(Input material Opens)
use stagequest_core::records::ProgressSnapshot;
use stagequest_core::UserId;

use crate::error::StorageError;

/// One-browser persistence for a player's cached progress.
///
/// The store is a mirror, not a source of truth: the engine overwrites it on
/// every successful sync, reads it when the network is unavailable, and
/// wipes it on sign-out. Nothing here is ever pushed to another device
/// except through reconciliation against the remote ledger.
pub trait ProgressStore {
    fn load(&self, user_id: UserId) -> Result<Option<ProgressSnapshot>, StorageError>;

    fn save(&mut self, user_id: UserId, snapshot: &ProgressSnapshot) -> Result<(), StorageError>;

    fn clear(&mut self, user_id: UserId) -> Result<(), StorageError>;
}
use log::warn;

use stagequest_core::records::WinnerRecord;
use stagequest_core::{PrizeTier, Stage};

use crate::backend::WinnerRegistrar;

/// One leaderboard line: the stage, its prize, and its winner if one exists.
/// `winner: None` renders as the "no winner yet" placeholder.
#[derive(Clone, Debug, PartialEq, Eq)]
pub struct LeaderboardRow {
    pub stage: Stage,
    pub prize: PrizeTier,
    pub winner: Option<WinnerRecord>,
}

/// Pure read of the winner registrar, one row per stage. A failed winner
/// lookup degrades that row to the placeholder; the board always renders.
pub fn build_leaderboard<R: WinnerRegistrar>(registrar: &mut R) -> Vec<LeaderboardRow> {
    Stage::all()
        .map(|stage| {
            let winner = match registrar.winner_for_stage(stage) {
                Ok(winner) => winner,
                Err(e) => {
                    warn!("winner lookup failed for stage {stage}, showing placeholder: {e}");
                    None
                }
            };
            LeaderboardRow {
                stage,
                prize: PrizeTier::for_stage(stage),
                winner,
            }
        })
        .collect()
}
(Input material Closes)
# Instructions to follow
Your task is to gather all lines from the entries above that hold the word "placeholder".

# Output
/// `winner: None` renders as the "no winner yet" placeholder.
/// lookup degrades that row to the placeholder; the board always renders.
                    warn!("winner lookup failed for stage {stage}, showing placeholder: {e}");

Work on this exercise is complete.